§ Saved entries:
--- --- ---
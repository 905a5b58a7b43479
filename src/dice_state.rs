/// Phase of the dice session. The controller moves through these forever.
#[derive(Clone, Copy, Debug, PartialEq, Eq)]
pub enum DicePhase {
    Welcome,
    WaitOrSleep,
    Spinning,
    Throwing,
    Fading,
    Sleeping,
}

impl DicePhase {
    pub fn is_active(self) -> bool {
        match self {
            DicePhase::Spinning | DicePhase::Throwing | DicePhase::Fading => true,
            _ => false,
        }
    }
}
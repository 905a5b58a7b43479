// Seed loaded at cold boot
pub const INITIAL_SEED: u16 = 1000;
pub const INITIAL_PREVIOUS_SEED: u16 = 0;

// Length of one spin tick in microseconds. The seed grows by one per tick
pub const SPIN_TICK_US: u32 = 800;
// Amount of spin ticks each frame of the spin sequence stays on the leds
pub const SPIN_FRAME_TICKS: u16 = 32;

// Length of one throw tick in microseconds. Flip delays are counted in these
pub const THROW_TICK_US: u32 = 1000;
// The throw stops once the flip delay reaches
// STOP_AT_BASE + (seed % STOP_AT_SPREAD) * STOP_AT_MULTIPLIER
pub const STOP_AT_BASE: u16 = 250;
pub const STOP_AT_SPREAD: u16 = 128;
pub const STOP_AT_MULTIPLIER: u16 = 4;
// Delay growth divisor is picked from 1..=QUOTIENT_SPREAD
pub const QUOTIENT_SPREAD: u16 = 6;
// Longer holds than this do not speed up the throw any further
pub const MAX_HOLD_TICKS: u16 = 1023;
// Flip delay after a zero length hold
pub const INITIAL_DELAY: u16 = 68;
pub const FLIP_BEEP_MS: u32 = 3;
pub const REST_BEEP_MS: u32 = 20;

// Decoration led stays fully lit this long before fading out
pub const FADE_HOLD_MS: u32 = 500;
pub const FADE_DURATION_MS: u32 = 1200;

pub const WAIT_BEFORE_SLEEP_MS: u32 = 10_000;
// Software PWM used to dim the dice before going to sleep
pub const IDLE_FADE_STEPS: u8 = 127;
pub const IDLE_FADE_LEVELS: u8 = 32;
pub const IDLE_FADE_SLICE_US: u32 = 255;

pub const WELCOME_FIGURE: u8 = 0b0111_1111;
pub const WELCOME_BEEP_MS: u32 = 200;
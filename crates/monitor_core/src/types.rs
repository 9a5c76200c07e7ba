//! Tipos compartilhados entre ingestão, buffer e renderização.

use chrono::{DateTime, Local, SubsecRound};

/// Bytes por kilobyte usados na conversão das amostras.
pub const BYTES_PER_KB: f64 = 1024.0;

// ──────────────────────────────────────────────
// Amostra de memória
// ──────────────────────────────────────────────

/// Um ponto de telemetria: horário do host + memória livre/total (KB).
///
/// `free_kb <= total_kb` é o esperado, mas não é garantido: o firmware pode
/// emitir dados inconsistentes e o buffer guarda o que foi extraído.
#[derive(Debug, Clone, PartialEq)]
pub struct Sample {
    /// Horário do host, resolução de segundos
    pub timestamp: DateTime<Local>,
    /// Memória livre (KB)
    pub free_kb: f64,
    /// Memória total (KB)
    pub total_kb: f64,
}

impl Sample {
    /// Cria uma amostra a partir de valores em bytes.
    ///
    /// A divisão por 1024 é racional (sem truncamento) e o horário é
    /// arredondado para o segundo.
    pub fn from_bytes(timestamp: DateTime<Local>, free_bytes: u64, total_bytes: u64) -> Self {
        Self {
            timestamp: timestamp.trunc_subsecs(0),
            free_kb: free_bytes as f64 / BYTES_PER_KB,
            total_kb: total_bytes as f64 / BYTES_PER_KB,
        }
    }

    /// Memória em uso (KB). Satura em zero se `free_kb > total_kb`.
    pub fn used_kb(&self) -> f64 {
        (self.total_kb - self.free_kb).max(0.0)
    }
}

// ──────────────────────────────────────────────
// Categoria de linha
// ──────────────────────────────────────────────

/// Tag de apresentação atribuída a cada linha do log.
#[derive(Debug, Clone, Copy, PartialEq, Eq, Hash)]
pub enum Category {
    Error,
    Memory,
    Graphics,
    Parsing,
    Activity,
    Timing,
    Settings,
    Boot,
    Reader,
    Display,
    Footnote,
    Default,
}

impl Category {
    /// Nome curto e estável, usado nos campos de log.
    pub fn label(self) -> &'static str {
        match self {
            Category::Error => "error",
            Category::Memory => "memory",
            Category::Graphics => "graphics",
            Category::Parsing => "parsing",
            Category::Activity => "activity",
            Category::Timing => "timing",
            Category::Settings => "settings",
            Category::Boot => "boot",
            Category::Reader => "reader",
            Category::Display => "display",
            Category::Footnote => "footnote",
            Category::Default => "default",
        }
    }
}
--- --- ---
§ WHAT IS BEING ASKED:
Show all lines above containing "zero".

§ SOLUTION BELOW:
// Flip delay after a zero length hold
    /// Memória em uso (KB). Satura em zero se `free_kb > total_kb`.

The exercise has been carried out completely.